** DATA LISTING follows **

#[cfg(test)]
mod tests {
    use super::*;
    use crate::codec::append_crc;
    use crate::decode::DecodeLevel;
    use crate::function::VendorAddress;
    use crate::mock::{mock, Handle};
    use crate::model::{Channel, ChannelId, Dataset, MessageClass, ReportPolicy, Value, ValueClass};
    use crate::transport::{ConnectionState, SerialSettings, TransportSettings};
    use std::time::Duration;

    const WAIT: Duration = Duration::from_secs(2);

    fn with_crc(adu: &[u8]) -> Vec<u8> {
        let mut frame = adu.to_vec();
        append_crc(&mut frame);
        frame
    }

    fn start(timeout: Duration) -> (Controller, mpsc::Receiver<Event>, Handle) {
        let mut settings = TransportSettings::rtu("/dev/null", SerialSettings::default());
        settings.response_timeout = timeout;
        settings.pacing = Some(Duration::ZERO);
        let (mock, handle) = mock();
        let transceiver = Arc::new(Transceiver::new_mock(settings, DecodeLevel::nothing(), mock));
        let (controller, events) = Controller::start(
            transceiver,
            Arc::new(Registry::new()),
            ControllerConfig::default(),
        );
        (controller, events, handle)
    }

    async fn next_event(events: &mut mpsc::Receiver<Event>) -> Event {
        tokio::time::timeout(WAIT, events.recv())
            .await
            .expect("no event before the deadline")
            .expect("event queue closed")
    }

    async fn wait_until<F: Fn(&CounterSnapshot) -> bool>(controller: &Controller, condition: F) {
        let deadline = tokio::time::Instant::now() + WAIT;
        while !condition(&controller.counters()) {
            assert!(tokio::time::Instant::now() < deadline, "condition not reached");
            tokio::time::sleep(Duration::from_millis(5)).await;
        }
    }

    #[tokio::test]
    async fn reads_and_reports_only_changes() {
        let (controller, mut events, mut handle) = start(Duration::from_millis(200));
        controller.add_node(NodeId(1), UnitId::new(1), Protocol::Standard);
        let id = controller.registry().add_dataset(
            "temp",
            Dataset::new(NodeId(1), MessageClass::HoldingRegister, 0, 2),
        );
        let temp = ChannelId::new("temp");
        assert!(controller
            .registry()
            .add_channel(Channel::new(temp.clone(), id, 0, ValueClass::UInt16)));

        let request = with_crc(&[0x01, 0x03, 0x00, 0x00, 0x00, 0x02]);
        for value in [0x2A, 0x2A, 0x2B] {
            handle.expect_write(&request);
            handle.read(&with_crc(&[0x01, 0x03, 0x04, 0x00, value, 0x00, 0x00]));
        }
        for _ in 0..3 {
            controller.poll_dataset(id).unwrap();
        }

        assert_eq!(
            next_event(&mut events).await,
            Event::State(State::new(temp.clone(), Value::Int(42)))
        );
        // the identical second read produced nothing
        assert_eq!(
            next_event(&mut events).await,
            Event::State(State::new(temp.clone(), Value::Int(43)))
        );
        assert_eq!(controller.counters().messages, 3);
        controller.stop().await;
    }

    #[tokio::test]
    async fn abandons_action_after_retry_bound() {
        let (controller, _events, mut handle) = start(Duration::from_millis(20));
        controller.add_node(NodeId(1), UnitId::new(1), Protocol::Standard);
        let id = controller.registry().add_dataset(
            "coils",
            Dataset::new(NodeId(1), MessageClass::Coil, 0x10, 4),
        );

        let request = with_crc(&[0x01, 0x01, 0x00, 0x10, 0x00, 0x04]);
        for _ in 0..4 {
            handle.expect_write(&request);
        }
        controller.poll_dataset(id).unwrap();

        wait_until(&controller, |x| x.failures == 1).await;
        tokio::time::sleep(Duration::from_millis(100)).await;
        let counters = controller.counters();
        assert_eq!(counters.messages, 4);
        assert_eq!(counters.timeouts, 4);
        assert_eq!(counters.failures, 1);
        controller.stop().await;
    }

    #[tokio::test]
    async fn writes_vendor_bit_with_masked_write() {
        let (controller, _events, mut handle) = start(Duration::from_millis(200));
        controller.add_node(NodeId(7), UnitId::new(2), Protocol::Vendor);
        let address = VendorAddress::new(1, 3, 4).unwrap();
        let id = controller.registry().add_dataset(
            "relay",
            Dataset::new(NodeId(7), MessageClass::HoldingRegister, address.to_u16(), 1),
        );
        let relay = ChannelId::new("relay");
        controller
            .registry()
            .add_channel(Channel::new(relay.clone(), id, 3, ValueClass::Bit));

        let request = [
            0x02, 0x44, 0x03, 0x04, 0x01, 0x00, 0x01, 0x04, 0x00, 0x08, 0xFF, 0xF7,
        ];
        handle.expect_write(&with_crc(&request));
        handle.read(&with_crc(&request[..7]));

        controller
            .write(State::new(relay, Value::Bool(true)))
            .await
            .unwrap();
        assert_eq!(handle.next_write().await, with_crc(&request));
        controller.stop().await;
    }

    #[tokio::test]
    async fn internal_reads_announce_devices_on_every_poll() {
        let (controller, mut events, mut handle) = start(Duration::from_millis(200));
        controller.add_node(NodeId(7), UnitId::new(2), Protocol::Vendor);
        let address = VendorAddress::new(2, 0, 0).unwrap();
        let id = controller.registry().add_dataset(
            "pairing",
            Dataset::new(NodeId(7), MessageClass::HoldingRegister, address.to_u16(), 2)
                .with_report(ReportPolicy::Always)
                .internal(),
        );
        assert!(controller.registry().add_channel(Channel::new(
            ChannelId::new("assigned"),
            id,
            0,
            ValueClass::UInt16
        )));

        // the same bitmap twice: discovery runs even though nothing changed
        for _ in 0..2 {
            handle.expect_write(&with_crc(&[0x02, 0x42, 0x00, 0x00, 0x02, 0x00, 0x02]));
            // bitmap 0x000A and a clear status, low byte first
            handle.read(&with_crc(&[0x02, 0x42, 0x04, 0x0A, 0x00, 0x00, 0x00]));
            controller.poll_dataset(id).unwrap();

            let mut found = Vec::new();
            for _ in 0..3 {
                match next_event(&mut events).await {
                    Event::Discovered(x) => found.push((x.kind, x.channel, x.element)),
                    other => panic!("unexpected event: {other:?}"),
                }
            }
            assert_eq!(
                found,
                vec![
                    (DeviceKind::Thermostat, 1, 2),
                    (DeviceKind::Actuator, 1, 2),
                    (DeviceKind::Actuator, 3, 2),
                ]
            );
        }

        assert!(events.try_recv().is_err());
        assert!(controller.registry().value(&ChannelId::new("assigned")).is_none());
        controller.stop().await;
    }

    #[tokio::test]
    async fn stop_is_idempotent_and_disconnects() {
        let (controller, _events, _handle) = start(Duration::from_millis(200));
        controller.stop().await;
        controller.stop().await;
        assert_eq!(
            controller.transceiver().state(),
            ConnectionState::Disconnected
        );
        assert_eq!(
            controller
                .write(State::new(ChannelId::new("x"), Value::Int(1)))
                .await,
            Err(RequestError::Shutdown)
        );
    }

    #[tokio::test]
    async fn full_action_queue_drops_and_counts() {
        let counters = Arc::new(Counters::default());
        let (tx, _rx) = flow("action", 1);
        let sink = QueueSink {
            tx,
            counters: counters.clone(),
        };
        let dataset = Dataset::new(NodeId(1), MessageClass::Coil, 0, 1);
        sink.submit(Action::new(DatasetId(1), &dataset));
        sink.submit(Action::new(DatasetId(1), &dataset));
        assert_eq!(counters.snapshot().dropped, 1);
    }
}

** End of DATA LISTING **

**WORK REQUIRED:**
Give the number of lines in the listing above where the word "ReportPolicy" appears, and nothing else.

**REPLY TO THE EXERCISE:**
2